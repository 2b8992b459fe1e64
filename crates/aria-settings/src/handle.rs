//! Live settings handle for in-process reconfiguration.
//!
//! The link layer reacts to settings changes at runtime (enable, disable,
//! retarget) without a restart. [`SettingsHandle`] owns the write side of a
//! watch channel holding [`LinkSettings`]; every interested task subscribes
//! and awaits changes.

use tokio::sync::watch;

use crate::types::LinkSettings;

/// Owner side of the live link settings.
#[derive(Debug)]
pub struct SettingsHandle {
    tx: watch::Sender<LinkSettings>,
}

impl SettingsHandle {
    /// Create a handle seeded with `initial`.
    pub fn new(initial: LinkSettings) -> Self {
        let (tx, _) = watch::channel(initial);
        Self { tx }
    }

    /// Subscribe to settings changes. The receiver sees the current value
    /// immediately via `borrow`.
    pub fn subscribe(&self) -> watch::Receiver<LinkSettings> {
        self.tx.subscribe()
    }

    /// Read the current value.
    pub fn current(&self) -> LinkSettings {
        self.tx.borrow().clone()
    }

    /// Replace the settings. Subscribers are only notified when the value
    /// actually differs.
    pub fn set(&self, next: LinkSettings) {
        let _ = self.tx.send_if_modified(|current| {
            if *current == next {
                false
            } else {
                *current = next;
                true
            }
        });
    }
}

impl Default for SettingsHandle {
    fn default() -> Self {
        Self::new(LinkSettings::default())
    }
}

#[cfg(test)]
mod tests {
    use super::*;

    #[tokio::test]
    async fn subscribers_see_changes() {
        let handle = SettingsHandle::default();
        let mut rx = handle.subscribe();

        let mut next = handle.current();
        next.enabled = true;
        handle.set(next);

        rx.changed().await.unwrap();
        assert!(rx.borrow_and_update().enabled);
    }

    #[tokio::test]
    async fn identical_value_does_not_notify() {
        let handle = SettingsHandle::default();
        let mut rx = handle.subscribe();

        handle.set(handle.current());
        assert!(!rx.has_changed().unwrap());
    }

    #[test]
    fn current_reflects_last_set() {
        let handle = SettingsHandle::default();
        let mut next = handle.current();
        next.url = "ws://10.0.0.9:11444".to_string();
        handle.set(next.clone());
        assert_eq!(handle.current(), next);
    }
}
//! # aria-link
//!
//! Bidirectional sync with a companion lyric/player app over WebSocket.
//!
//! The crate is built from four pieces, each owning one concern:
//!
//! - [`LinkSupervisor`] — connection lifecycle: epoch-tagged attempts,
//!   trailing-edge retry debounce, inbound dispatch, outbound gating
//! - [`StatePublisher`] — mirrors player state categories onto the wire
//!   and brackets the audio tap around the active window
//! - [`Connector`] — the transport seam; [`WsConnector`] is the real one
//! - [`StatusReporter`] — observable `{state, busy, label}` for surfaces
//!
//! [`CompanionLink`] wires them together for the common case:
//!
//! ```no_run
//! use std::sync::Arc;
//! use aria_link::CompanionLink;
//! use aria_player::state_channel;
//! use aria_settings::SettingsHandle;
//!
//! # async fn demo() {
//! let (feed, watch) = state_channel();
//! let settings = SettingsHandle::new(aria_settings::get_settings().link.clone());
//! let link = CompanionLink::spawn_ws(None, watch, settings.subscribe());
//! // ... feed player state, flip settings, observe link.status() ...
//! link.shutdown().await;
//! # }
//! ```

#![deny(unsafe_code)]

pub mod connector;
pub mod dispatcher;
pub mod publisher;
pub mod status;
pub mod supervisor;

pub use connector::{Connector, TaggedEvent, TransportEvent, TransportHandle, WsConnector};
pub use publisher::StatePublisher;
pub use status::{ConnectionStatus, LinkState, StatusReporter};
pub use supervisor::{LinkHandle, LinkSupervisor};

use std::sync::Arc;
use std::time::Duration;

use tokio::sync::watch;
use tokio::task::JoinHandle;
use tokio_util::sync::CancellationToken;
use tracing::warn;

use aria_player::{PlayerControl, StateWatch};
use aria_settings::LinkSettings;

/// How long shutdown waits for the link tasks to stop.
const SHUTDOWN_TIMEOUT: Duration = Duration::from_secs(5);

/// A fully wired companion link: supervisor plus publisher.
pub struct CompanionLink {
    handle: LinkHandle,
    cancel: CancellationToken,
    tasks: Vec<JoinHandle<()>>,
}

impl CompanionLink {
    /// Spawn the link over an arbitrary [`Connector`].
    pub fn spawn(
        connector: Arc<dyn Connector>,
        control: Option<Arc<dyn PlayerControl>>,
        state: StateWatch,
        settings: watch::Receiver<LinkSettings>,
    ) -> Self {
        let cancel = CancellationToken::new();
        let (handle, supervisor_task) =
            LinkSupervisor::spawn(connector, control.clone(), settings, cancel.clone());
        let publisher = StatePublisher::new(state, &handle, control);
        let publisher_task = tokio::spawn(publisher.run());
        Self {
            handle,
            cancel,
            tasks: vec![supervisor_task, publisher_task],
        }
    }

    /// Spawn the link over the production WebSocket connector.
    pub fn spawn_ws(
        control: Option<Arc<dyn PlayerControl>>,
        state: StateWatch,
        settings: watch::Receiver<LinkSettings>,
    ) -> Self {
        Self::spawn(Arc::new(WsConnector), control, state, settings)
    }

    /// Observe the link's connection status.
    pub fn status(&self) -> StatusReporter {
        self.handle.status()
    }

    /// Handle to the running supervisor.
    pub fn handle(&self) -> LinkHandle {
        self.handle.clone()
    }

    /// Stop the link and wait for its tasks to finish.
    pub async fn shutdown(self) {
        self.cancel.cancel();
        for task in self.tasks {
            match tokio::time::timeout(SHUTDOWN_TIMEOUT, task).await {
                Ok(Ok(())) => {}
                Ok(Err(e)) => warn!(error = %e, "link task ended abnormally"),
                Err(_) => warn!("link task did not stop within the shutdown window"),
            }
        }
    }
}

# [Task requirements]
In the listing above, find every line with the word "next" and copy it.

# [Written response]
    pub fn set(&self, next: LinkSettings) {
            if *current == next {
                *current = next;
        let mut next = handle.current();
        next.enabled = true;
        handle.set(next);
        let mut next = handle.current();
        next.url = "ws://10.0.0.9:11444".to_string();
        handle.set(next.clone());
        assert_eq!(handle.current(), next);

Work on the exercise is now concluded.